2005–2009 sculpture by Thomas Heatherwick

B of the Bang was a sculpture by Thomas Heatherwick next to the City of Manchester Stadium in east Manchester, England, commissioned to mark the 2002 Commonwealth Games. At 56 m it was one of the tallest structures in Manchester and the tallest sculpture in the UK until the completion of Aspire in 2008. The sculpture took its name from a quotation of British sprinter Linford Christie, in which he said that he started his races not merely at the "bang" of the starting pistol, but at "the B of the Bang".

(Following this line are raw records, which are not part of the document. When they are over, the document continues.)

//! Transcript recording
//!
//! [`TranscriptRecorder`] is registered as a reply hook on every agent a
//! workflow builds, so it sees each turn right before the replying agent
//! generates. It never changes the outcome of a turn.

use chrono::{DateTime, Utc};
use convoy_core::{Agent, Message, ReplyDecision, ReplyHook, Result};
use serde::{Deserialize, Serialize};
use std::sync::{Arc, Mutex, PoisonError};
use tracing::trace;

/// One recorded turn
#[derive(Debug, Clone, PartialEq, Eq, Serialize, Deserialize)]
pub struct TranscriptEntry {
    /// Agent about to reply
    pub recipient: String,
    /// Who actually said `message`
    pub sender: String,
    /// The message being answered
    pub message: Message,
    /// When the turn was recorded
    pub timestamp: DateTime<Utc>,
}

/// Callback told about every turn before it is recorded
pub trait TurnObserver: Send + Sync {
    /// Called with the sending agent's name, the replying agent's name and the last message
    fn on_turn(&self, sender: &str, recipient: &str, message: &Message);
}

impl<F> TurnObserver for F
where
    F: Fn(&str, &str, &Message) + Send + Sync,
{
    fn on_turn(&self, sender: &str, recipient: &str, message: &Message) {
        self(sender, recipient, message);
    }
}

/// Append-only log of turns, shared by every agent of a workflow
#[derive(Default)]
pub struct TranscriptRecorder {
    entries: Mutex<Vec<TranscriptEntry>>,
    observer: Option<Arc<dyn TurnObserver>>,
}

impl TranscriptRecorder {
    /// Recorder without observer
    pub fn new() -> Self {
        Self::default()
    }

    /// Recorder calling `observer` on every turn
    pub fn with_observer(observer: Arc<dyn TurnObserver>) -> Self {
        Self {
            entries: Mutex::new(Vec::new()),
            observer: Some(observer),
        }
    }

    /// Copy of every entry, oldest first
    pub fn entries(&self) -> Vec<TranscriptEntry> {
        self.lock().clone()
    }

    /// Number of recorded turns
    pub fn len(&self) -> usize {
        self.lock().len()
    }

    /// Whether nothing was recorded yet
    pub fn is_empty(&self) -> bool {
        self.lock().is_empty()
    }

    /// The transcript as a pretty-printed JSON array
    pub fn to_json(&self) -> Result<String> {
        Ok(serde_json::to_string_pretty(&*self.lock())?)
    }

    fn lock(&self) -> std::sync::MutexGuard<'_, Vec<TranscriptEntry>> {
        self.entries.lock().unwrap_or_else(PoisonError::into_inner)
    }
}

impl ReplyHook for TranscriptRecorder {
    fn on_reply(
        &self,
        recipient: &dyn Agent,
        messages: &[Message],
        sender: &dyn Agent,
    ) -> ReplyDecision {
        let Some(last) = messages.last() else {
            return ReplyDecision::Defer;
        };

        if let Some(observer) = &self.observer {
            observer.on_turn(sender.name(), recipient.name(), last);
        }

        // Inside a group the manager relays everything; the stamped name is the real speaker.
        let speaker = last
            .name
            .clone()
            .unwrap_or_else(|| sender.name().to_string());

        let mut entries = self.lock();
        let now = Utc::now();
        let timestamp = entries.last().map_or(now, |prev| prev.timestamp.max(now));
        trace!(sender = %speaker, recipient = %recipient.name(), "Recording turn");
        entries.push(TranscriptEntry {
            recipient: recipient.name().to_string(),
            sender: speaker,
            message: last.clone(),
            timestamp,
        });

        ReplyDecision::Defer
    }
}
use std::time::Duration;

use rand::Rng;
use tokio::time::sleep;

use crate::service::{AcceptanceDecision, MatchmakingService, ServiceError};

const RESPONSE_DELAY_MIN_MS: u64 = 100;
const RESPONSE_DELAY_MAX_MS: u64 = 500;

#[derive(Debug, Clone, Default, PartialEq, Eq)]
pub struct AcceptancePlan {
    pub accepted: Vec<String>,
    pub rejected: Vec<String>,
}

impl AcceptancePlan {
    pub fn is_empty(&self) -> bool {
        self.accepted.is_empty() && self.rejected.is_empty()
    }

    /// One rejecting player rejects the whole match.
    pub fn decision(&self) -> AcceptanceDecision {
        if self.rejected.is_empty() {
            AcceptanceDecision::Accept
        } else {
            AcceptanceDecision::Reject
        }
    }
}

#[derive(Debug)]
pub enum AcceptanceOutcome {
    Accepted { players: Vec<String> },
    Rejected { players: Vec<String> },
    Skipped,
    DecisionFailed {
        decision: AcceptanceDecision,
        error: ServiceError,
    },
}

impl AcceptanceOutcome {
    /// Only a fully accepted match counts as a successful episode. A skipped
    /// proposal had nobody to accept it.
    pub fn is_success(&self) -> bool {
        matches!(self, Self::Accepted { .. })
    }
}

/// Decides per player whether a proposed match is accepted.
#[derive(Debug, Clone, Copy, PartialEq)]
pub struct AcceptanceSimulator {
    rate: f64,
}

impl AcceptanceSimulator {
    pub fn new(rate: f64) -> Self {
        let rate = if rate.is_nan() { 0.0 } else { rate.clamp(0.0, 1.0) };
        Self { rate }
    }

    pub fn rate(&self) -> f64 {
        self.rate
    }

    pub fn plan(&self, player_ids: &[String], rng: &mut impl Rng) -> AcceptancePlan {
        let mut plan = AcceptancePlan::default();
        for player_id in player_ids {
            if rng.gen::<f64>() < self.rate {
                plan.accepted.push(player_id.clone());
            } else {
                plan.rejected.push(player_id.clone());
            }
        }
        plan
    }

    pub fn response_delay(&self, rng: &mut impl Rng) -> Duration {
        Duration::from_millis(rng.gen_range(RESPONSE_DELAY_MIN_MS..=RESPONSE_DELAY_MAX_MS))
    }

    /// Waits out the simulated response delay, then sends a single decision
    /// for the ticket. Rejections are sent for the rejecting players only.
    pub async fn resolve(
        &self,
        service: &dyn MatchmakingService,
        ticket_id: &str,
        plan: AcceptancePlan,
        delay: Duration,
    ) -> AcceptanceOutcome {
        if plan.is_empty() {
            return AcceptanceOutcome::Skipped;
        }
        sleep(delay).await;

        let decision = plan.decision();
        let players = match decision {
            AcceptanceDecision::Accept => plan.accepted,
            AcceptanceDecision::Reject => plan.rejected,
        };
        match service.accept_match(ticket_id, &players, decision).await {
            Ok(()) => match decision {
                AcceptanceDecision::Accept => AcceptanceOutcome::Accepted { players },
                AcceptanceDecision::Reject => AcceptanceOutcome::Rejected { players },
            },
            Err(error) => AcceptanceOutcome::DecisionFailed { decision, error },
        }
    }
}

The sculpture was commissioned in 2003; construction overran and the official unveiling was delayed until 12 January 2005. Six days before the launch, the sculpture suffered the first of three visible structural problems as the tip of one of the spikes detached and fell to the ground. Legal action to repair the sculpture was started by Manchester City Council a year later, resulting in an out-of-court settlement totalling £1.7 million.

In 2009, Manchester City Council announced that the sculpture would be dismantled and placed in storage. Despite the promise of storage and potential reassembly, the core and legs of the sculpture were cut apart during removal. The core was sold for scrap in 2012, with the 180 spikes reported to have been placed in storage for an undecided future use.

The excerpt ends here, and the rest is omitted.